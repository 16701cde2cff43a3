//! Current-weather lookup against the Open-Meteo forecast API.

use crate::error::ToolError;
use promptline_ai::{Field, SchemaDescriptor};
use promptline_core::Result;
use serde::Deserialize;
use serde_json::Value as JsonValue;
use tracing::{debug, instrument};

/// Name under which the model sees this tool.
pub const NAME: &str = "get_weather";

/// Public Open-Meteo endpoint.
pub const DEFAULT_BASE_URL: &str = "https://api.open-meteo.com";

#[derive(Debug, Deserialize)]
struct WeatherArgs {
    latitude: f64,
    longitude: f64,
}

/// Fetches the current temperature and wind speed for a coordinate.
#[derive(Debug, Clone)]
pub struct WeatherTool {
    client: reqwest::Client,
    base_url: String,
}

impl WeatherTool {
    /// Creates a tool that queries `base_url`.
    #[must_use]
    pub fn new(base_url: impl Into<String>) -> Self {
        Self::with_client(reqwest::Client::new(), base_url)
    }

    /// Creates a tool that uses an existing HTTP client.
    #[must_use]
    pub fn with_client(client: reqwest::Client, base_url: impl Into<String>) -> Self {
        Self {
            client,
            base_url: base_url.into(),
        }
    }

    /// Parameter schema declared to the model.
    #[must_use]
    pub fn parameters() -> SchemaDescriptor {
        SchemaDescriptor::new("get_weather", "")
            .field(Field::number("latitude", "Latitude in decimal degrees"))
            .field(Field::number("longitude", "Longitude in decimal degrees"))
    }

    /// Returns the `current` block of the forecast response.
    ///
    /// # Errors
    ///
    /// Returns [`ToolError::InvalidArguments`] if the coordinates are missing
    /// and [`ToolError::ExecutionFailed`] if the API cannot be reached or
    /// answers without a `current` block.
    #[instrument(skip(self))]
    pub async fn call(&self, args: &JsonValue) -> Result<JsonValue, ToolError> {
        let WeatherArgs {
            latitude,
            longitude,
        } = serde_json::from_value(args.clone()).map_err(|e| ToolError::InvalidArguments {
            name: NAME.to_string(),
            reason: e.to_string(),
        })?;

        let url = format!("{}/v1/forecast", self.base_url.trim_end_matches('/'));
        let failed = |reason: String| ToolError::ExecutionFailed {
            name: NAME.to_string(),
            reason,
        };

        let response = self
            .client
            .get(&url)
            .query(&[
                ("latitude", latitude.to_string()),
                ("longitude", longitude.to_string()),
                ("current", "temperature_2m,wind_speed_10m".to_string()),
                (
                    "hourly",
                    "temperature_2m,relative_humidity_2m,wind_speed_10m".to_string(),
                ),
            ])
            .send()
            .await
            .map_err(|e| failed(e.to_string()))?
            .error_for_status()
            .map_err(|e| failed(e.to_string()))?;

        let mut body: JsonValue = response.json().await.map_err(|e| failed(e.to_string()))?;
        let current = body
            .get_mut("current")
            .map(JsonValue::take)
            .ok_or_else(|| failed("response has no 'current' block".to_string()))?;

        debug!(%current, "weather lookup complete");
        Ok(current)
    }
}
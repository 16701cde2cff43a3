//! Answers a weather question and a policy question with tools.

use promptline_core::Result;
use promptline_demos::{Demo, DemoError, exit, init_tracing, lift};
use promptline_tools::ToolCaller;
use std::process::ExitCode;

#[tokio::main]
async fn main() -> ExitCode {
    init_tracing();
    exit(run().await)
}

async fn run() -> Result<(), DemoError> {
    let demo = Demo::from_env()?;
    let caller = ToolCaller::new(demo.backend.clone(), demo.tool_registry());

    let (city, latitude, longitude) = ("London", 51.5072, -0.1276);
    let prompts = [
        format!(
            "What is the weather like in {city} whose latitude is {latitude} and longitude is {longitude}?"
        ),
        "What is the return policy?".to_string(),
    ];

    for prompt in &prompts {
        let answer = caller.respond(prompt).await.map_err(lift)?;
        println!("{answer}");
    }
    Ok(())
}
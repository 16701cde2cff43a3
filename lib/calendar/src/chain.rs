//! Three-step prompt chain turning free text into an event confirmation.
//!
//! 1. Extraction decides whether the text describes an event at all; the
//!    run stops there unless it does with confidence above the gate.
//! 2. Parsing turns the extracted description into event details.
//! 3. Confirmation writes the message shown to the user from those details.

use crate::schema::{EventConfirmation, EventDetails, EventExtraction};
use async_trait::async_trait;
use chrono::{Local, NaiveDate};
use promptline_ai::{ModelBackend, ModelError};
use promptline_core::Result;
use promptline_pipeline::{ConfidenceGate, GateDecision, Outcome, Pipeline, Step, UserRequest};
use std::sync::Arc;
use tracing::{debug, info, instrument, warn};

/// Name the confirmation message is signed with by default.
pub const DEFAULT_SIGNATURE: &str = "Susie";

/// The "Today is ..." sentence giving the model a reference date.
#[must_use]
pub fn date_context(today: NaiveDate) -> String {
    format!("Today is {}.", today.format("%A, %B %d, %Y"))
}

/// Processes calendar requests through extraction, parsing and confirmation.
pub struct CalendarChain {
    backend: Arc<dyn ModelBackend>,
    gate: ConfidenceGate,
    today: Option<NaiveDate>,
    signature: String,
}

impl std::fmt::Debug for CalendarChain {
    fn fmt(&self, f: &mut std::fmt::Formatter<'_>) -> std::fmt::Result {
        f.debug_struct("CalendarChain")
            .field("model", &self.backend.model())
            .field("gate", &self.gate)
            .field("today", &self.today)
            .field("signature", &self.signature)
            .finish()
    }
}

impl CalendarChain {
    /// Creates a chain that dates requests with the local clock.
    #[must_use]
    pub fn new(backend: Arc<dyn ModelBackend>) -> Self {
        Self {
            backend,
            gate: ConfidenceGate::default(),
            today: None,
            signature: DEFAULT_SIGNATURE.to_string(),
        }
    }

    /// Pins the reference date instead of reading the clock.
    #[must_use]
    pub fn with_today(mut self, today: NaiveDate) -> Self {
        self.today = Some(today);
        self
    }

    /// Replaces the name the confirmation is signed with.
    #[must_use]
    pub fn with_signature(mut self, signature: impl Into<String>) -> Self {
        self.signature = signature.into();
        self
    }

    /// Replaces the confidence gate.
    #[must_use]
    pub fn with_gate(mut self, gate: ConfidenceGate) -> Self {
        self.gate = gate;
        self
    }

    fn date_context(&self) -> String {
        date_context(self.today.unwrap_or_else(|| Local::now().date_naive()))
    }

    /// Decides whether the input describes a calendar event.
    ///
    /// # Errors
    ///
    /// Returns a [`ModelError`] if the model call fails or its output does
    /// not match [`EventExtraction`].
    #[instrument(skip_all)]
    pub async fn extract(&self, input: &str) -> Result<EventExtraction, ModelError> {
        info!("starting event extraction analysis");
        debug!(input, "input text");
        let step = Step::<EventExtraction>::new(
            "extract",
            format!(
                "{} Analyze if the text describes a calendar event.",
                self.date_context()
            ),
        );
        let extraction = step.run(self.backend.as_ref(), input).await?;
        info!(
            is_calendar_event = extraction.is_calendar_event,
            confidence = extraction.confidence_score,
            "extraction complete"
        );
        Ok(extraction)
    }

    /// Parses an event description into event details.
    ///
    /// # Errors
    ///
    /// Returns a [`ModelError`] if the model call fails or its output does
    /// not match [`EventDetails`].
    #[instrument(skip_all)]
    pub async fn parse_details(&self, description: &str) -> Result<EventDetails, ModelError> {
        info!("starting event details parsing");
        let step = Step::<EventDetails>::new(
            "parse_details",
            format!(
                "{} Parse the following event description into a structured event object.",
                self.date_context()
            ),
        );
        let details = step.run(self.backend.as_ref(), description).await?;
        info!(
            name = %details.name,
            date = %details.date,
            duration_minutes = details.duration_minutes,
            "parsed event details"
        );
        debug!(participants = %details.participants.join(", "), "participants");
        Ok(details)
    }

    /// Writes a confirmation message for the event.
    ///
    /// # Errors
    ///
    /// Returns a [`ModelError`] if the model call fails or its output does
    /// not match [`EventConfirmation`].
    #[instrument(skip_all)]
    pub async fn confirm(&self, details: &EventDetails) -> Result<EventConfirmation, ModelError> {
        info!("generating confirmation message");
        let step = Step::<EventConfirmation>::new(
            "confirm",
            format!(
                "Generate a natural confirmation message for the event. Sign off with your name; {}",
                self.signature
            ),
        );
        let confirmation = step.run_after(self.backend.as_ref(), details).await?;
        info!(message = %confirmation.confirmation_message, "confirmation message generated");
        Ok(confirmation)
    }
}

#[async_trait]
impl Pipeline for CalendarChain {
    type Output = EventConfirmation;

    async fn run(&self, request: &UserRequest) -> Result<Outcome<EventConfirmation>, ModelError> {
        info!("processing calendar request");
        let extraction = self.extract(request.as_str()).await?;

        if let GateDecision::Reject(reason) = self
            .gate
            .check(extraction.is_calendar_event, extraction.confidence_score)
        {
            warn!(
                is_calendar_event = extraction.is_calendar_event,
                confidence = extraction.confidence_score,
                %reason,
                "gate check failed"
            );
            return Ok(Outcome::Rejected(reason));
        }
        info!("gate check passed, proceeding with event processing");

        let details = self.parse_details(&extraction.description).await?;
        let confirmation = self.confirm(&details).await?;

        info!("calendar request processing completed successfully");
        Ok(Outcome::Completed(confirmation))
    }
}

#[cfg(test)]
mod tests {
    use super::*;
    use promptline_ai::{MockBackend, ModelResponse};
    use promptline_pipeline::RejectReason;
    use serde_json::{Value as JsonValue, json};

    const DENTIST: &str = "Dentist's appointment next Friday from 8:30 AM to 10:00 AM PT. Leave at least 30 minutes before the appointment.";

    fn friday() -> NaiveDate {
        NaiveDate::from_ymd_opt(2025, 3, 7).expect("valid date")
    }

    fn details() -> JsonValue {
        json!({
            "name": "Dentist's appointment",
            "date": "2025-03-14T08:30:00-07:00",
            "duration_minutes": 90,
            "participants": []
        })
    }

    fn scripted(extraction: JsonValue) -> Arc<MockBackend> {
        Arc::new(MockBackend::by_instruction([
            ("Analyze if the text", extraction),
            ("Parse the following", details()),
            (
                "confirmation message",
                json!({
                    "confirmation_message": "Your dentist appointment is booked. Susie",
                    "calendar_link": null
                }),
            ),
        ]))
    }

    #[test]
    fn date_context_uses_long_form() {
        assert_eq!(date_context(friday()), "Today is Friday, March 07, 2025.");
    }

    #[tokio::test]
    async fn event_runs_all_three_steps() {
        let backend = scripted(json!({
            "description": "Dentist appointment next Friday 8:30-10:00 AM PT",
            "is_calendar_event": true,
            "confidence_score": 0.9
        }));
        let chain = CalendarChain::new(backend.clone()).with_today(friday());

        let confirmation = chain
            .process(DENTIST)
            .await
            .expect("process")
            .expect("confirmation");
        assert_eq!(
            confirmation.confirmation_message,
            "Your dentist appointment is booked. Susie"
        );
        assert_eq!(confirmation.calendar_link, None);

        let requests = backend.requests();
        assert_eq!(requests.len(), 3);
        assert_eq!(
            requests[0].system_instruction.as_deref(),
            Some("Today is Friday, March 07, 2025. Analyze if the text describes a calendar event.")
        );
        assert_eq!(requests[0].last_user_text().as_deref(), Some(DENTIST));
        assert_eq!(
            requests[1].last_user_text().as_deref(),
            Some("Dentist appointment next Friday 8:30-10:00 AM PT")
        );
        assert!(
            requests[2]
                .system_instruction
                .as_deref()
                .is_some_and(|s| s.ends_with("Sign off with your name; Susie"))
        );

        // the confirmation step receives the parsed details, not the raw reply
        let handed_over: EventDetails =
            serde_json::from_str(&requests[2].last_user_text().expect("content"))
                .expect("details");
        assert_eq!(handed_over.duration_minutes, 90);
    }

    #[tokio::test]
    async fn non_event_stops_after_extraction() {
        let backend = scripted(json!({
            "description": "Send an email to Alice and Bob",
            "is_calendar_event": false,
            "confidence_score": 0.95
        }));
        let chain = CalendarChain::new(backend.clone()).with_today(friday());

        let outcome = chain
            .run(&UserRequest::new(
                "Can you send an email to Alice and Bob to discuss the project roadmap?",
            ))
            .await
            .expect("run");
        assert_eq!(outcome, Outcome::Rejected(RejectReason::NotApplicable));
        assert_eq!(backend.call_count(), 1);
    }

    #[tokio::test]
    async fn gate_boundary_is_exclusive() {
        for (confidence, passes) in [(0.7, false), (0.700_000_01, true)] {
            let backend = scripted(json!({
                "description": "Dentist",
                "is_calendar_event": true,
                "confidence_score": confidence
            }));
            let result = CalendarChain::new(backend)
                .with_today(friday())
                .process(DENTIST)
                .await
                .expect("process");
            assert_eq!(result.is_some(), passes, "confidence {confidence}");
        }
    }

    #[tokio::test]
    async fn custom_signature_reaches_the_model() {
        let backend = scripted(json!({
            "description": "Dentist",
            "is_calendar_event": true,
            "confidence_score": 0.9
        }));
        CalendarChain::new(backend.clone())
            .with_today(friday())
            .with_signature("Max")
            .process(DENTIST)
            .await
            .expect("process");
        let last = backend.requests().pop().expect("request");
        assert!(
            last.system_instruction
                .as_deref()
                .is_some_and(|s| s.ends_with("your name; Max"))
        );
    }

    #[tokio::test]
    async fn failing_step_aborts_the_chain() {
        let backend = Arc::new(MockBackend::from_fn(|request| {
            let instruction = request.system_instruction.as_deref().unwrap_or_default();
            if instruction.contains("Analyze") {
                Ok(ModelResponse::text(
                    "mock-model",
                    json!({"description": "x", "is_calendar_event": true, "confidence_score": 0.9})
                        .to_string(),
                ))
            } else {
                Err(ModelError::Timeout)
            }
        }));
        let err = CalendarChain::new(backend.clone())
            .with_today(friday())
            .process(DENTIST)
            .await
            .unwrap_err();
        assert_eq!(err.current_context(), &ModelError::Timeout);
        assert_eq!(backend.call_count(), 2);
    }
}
----------
#### WHAT IS NEEDED:
Report every line from the material above that mentions the word "decimal".

#### ANSWER TO THE EXERCISE:
            .field(Field::number("latitude", "Latitude in decimal degrees"))
            .field(Field::number("longitude", "Longitude in decimal degrees"))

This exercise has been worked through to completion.